Thursday, November 21, 2013

HotNets '13: Network Support for Resource Disaggregation in Next-Generation Data Centers.

Authors: Sangjin Han (U.C.Berkeley), Norbert Egi (Huawei Corp.), Aurojit Panda, Sylvia Ratnasamy (U.C.Berkeley), Guangyu Shi (Huawei Corp.), Scott Shenker (U.C.Berkeley and ICSI).

Traditionally data centers have segregated their computing resources into a collection of individual servers. There has been an ongoing trend with systems such as HP MoonShot and AMD SeaMicro, both of which disaggregate some resources. This paper looks at what data centers would look like in the future if this trend continues.

As this trend continues all resources would be accessible as standalone blades connected by a unified interconnect. This development would increase resource modularity dramatically. This would allow operators to update or replace hardware in tune with its upgrade cycle with less difficulty. It would also allow operators to expand capabilities in a more granular way. In this scenario, operators could purchase only the resource they need in aggregate.

While this is a significant conceptual change, hardware and software changes can be done incrementally. In the case of hardware the fundamentals would not need to be changed. The chief accommodation would be the addition of a network controller. For individual software applications, no changes would need to be made, but some minor changes would have to be made in the VM.
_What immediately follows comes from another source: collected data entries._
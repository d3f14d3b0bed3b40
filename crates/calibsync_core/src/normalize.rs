//! Raw record normalization.
//!
//! # Responsibility
//! - Map heterogeneous list-service records onto the canonical `Instrument`.
//! - Validate required fields and coerce dates, timestamps and enums.
//!
//! # Invariants
//! - Pure: no I/O, no logging, no shared state.
//! - Required fields are `external_id`, `tag` and a parseable `due_date`.
//! - Placeholder text (`""`, `"-"`) is treated as absent.

use crate::model::calibration::{CalibrationEvidence, CalibrationResult};
use crate::model::instrument::{ExternalId, Instrument, InstrumentStatus};
use crate::source::RawRecord;
use chrono::{DateTime, NaiveDate, NaiveDateTime};
use once_cell::sync::Lazy;
use regex::Regex;
use serde_json::Value;
use std::error::Error;
use std::fmt::{Display, Formatter};

static WHITESPACE_RE: Lazy<Regex> = Lazy::new(|| Regex::new(r"\s+").expect("valid ws regex"));

const EXTERNAL_ID_KEYS: &[&str] = &["external_id", "id"];
const TAG_KEYS: &[&str] = &["tag", "name"];
const CATEGORY_KEYS: &[&str] = &["category", "type"];
const LOCATION_KEYS: &[&str] = &["location"];
const OWNER_KEYS: &[&str] = &["owner", "responsible"];
const DUE_DATE_KEYS: &[&str] = &["due_date", "next_calibration", "certif_end_date"];
const STATUS_KEYS: &[&str] = &["status", "sensor_status"];
const MODIFIED_AT_KEYS: &[&str] = &["modified_at", "modified"];
const LAST_CALIBRATION_KEYS: &[&str] = &["last_calibration", "calibrated_at"];
const CALIBRATION_RESULT_KEYS: &[&str] = &["calibration_result", "acceptance_status"];

const DATE_FORMATS: &[&str] = &["%Y-%m-%d", "%d/%m/%Y", "%d-%m-%Y", "%Y/%m/%d"];
const DATE_TIME_FORMATS: &[&str] = &[
    "%d/%m/%Y %H:%M:%S",
    "%Y-%m-%d %H:%M:%S",
    "%d-%m-%Y %H:%M:%S",
    "%Y/%m/%d %H:%M:%S",
    "%Y-%m-%dT%H:%M:%S",
];

/// Record-scoped normalization failure.
#[derive(Debug, Clone, PartialEq, Eq)]
pub enum NormalizationError {
    MissingField(&'static str),
    EmptyExternalId,
    InvalidDate { field: &'static str, value: String },
    InvalidTimestamp(String),
    InvalidStatus(String),
    InvalidCalibrationResult(String),
    InvalidFieldType { field: &'static str, found: &'static str },
}

impl Display for NormalizationError {
    fn fmt(&self, f: &mut Formatter<'_>) -> std::fmt::Result {
        match self {
            Self::MissingField(field) => write!(f, "missing required field `{field}`"),
            Self::EmptyExternalId => write!(f, "external id is empty"),
            Self::InvalidDate { field, value } => {
                write!(f, "field `{field}` has unrecognized date `{value}`")
            }
            Self::InvalidTimestamp(value) => write!(f, "unrecognized timestamp `{value}`"),
            Self::InvalidStatus(value) => write!(f, "unknown instrument status `{value}`"),
            Self::InvalidCalibrationResult(value) => {
                write!(f, "unknown calibration result `{value}`")
            }
            Self::InvalidFieldType { field, found } => {
                write!(f, "field `{field}` has unsupported type {found}")
            }
        }
    }
}

impl Error for NormalizationError {}

/// Converts one raw record into a canonical instrument.
///
/// The returned instrument has a fresh local id and `revision = 0`; the store
/// assigns identity and revision on create.
pub fn normalize(raw: &RawRecord) -> Result<Instrument, NormalizationError> {
    let external_id = match raw.first_of(EXTERNAL_ID_KEYS) {
        None => return Err(NormalizationError::MissingField("external_id")),
        Some((_, value)) => text_value("external_id", value)?
            .and_then(|text| ExternalId::parse(&text).ok())
            .ok_or(NormalizationError::EmptyExternalId)?,
    };
    let tag = optional_text(raw, "tag", TAG_KEYS)?.ok_or(NormalizationError::MissingField("tag"))?;
    let due_text = optional_text(raw, "due_date", DUE_DATE_KEYS)?
        .ok_or(NormalizationError::MissingField("due_date"))?;
    let due_date = parse_date("due_date", &due_text)?;

    let mut instrument = Instrument::new(external_id, tag, due_date);
    instrument.category = optional_text(raw, "category", CATEGORY_KEYS)?;
    instrument.location = optional_text(raw, "location", LOCATION_KEYS)?;
    instrument.owner = optional_text(raw, "owner", OWNER_KEYS)?;
    instrument.status = match raw.first_of(STATUS_KEYS) {
        None => InstrumentStatus::Active,
        Some((_, value)) => parse_status(value)?,
    };
    instrument.remote_modified_at = match raw.first_of(MODIFIED_AT_KEYS) {
        None => None,
        Some((_, value)) => parse_timestamp(value)?,
    };
    instrument.last_calibration = calibration_evidence(raw)?;
    Ok(instrument)
}

/// Best-effort external id for attributing a rejected record.
pub fn peek_external_id(raw: &RawRecord) -> Option<String> {
    let (_, value) = raw.first_of(EXTERNAL_ID_KEYS)?;
    text_value("external_id", value).ok().flatten()
}

fn calibration_evidence(raw: &RawRecord) -> Result<Option<CalibrationEvidence>, NormalizationError> {
    let performed_on = match optional_text(raw, "last_calibration", LAST_CALIBRATION_KEYS)? {
        Some(text) => parse_date("last_calibration", &text)?,
        None => return Ok(None),
    };
    let result = optional_text(raw, "calibration_result", CALIBRATION_RESULT_KEYS)?
        .map(|text| parse_calibration_result(&text))
        .transpose()?;
    Ok(Some(CalibrationEvidence {
        performed_on,
        result,
    }))
}

fn optional_text(
    raw: &RawRecord,
    field: &'static str,
    keys: &[&str],
) -> Result<Option<String>, NormalizationError> {
    match raw.first_of(keys) {
        None => Ok(None),
        Some((_, value)) => text_value(field, value),
    }
}

fn text_value(field: &'static str, value: &Value) -> Result<Option<String>, NormalizationError> {
    match value {
        Value::Null => Ok(None),
        Value::String(text) => Ok(clean_text(text)),
        Value::Number(number) => Ok(Some(number.to_string())),
        Value::Bool(_) => Err(NormalizationError::InvalidFieldType {
            field,
            found: "boolean",
        }),
        Value::Array(_) => Err(NormalizationError::InvalidFieldType {
            field,
            found: "array",
        }),
        Value::Object(_) => Err(NormalizationError::InvalidFieldType {
            field,
            found: "object",
        }),
    }
}

fn clean_text(value: &str) -> Option<String> {
    let collapsed = WHITESPACE_RE.replace_all(value.trim(), " ");
    match collapsed.as_ref() {
        "" | "-" => None,
        text => Some(text.to_string()),
    }
}

fn parse_date(field: &'static str, value: &str) -> Result<NaiveDate, NormalizationError> {
    let trimmed = value.trim();
    for format in DATE_FORMATS {
        if let Ok(date) = NaiveDate::parse_from_str(trimmed, format) {
            return Ok(date);
        }
    }
    for format in DATE_TIME_FORMATS {
        if let Ok(date_time) = NaiveDateTime::parse_from_str(trimmed, format) {
            return Ok(date_time.date());
        }
    }
    if let Ok(date_time) = DateTime::parse_from_rfc3339(trimmed) {
        return Ok(date_time.date_naive());
    }
    Err(NormalizationError::InvalidDate {
        field,
        value: trimmed.to_string(),
    })
}

fn parse_timestamp(value: &Value) -> Result<Option<i64>, NormalizationError> {
    match value {
        Value::Null => Ok(None),
        Value::Number(number) => number
            .as_i64()
            .map(Some)
            .ok_or_else(|| NormalizationError::InvalidTimestamp(number.to_string())),
        Value::String(text) => {
            let Some(trimmed) = clean_text(text) else {
                return Ok(None);
            };
            if let Ok(date_time) = DateTime::parse_from_rfc3339(&trimmed) {
                return Ok(Some(date_time.timestamp_millis()));
            }
            for format in DATE_TIME_FORMATS {
                if let Ok(date_time) = NaiveDateTime::parse_from_str(&trimmed, format) {
                    return Ok(Some(date_time.and_utc().timestamp_millis()));
                }
            }
            trimmed
                .parse::<i64>()
                .map(Some)
                .map_err(|_| NormalizationError::InvalidTimestamp(trimmed))
        }
        other => Err(NormalizationError::InvalidTimestamp(other.to_string())),
    }
}

fn parse_status(value: &Value) -> Result<InstrumentStatus, NormalizationError> {
    let text = match value {
        Value::Number(number) => number.to_string(),
        Value::String(text) => match clean_text(text) {
            Some(text) => text,
            None => return Ok(InstrumentStatus::Active),
        },
        other => return Err(NormalizationError::InvalidStatus(other.to_string())),
    };
    let key = text.to_lowercase().replace(['-', ' '], "_");
    match key.as_str() {
        "active" | "ativo" | "1" => Ok(InstrumentStatus::Active),
        "in_maintenance" | "maintenance" | "manutencao" | "manutenção" | "em_manutencao"
        | "em_manutenção" | "blocked" | "bloqueado" | "0" => Ok(InstrumentStatus::InMaintenance),
        "retired" | "inactive" | "inativo" | "descartado" => Ok(InstrumentStatus::Retired),
        _ => Err(NormalizationError::InvalidStatus(text)),
    }
}

fn parse_calibration_result(value: &str) -> Result<CalibrationResult, NormalizationError> {
    let key = value.trim().to_lowercase().replace(['-', ' '], "_");
    match key.as_str() {
        "pass" | "passed" | "approved" | "aprovado" | "ok" => Ok(CalibrationResult::Pass),
        "fail" | "failed" | "rejected" | "reprovado" => Ok(CalibrationResult::Fail),
        "conditional" | "restricted" | "condicional" | "aprovado_com_restricao" => {
            Ok(CalibrationResult::Conditional)
        }
        _ => Err(NormalizationError::InvalidCalibrationResult(
            value.trim().to_string(),
        )),
    }
}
These modified virtual machines would then be able to achieve higher efficiency than in the traditional data center because of the increase in resource acquisition flexibility and fewer resources would be left unused on individual servers.

On a larger scale, instead of being connected on an internal bus, resources would be connected to a unified network. While a unified interconnect may seem radically different than a traditional internal interconnect, comparing PCIe to Ethernet shows them to be similar requirements.

A significant difference though is communication latency, which is particularly a factor with memory. By expanding the memory hierarchy to add a layer of local memory next to the CPU to act as a cache the cost of this could be mitigated. In an experiment they found that 10-40 Gbps network link is sufficient, with an average link utilization of between 1-5 Gbps. Latency of less than 10 microseconds kept overhead to less than 20%. Keeping latency low is a key ingredient to a performant disaggregated data center.

Q: This reminds me a lot of multiprocessor systems from the past used in mainframes.
A: They are similar in that they try to act as a big computer, but the main difference is how tightly coupled the resources are. A primary goal of a disaggregated data center is a decoupling of these resources. Previous systems coupled resources tightly to achieve higher performance.

Q: Instead of a proprietary bus you want to use a more open protocol?
A: Yes

Q: 20 years ago desk area network and some others had the idea that you can push the network very far in the device and very low latency interconnects was necessary. Are their common models or lessons?
A: Data centers are very big now and can achieve high economies of scale. This changes the economics of this approach, which was a problem with the earlier approach.

Q: What is the relationship between disaggregation and high performance computing. It seems like approach starts with commodity components. What if you started from supercomputing?
A: Modularity is everything. Vendor-lock-in increases costs.

Q: What is the overhead in hardware cost?
A: Network controllers at scale are very cheap.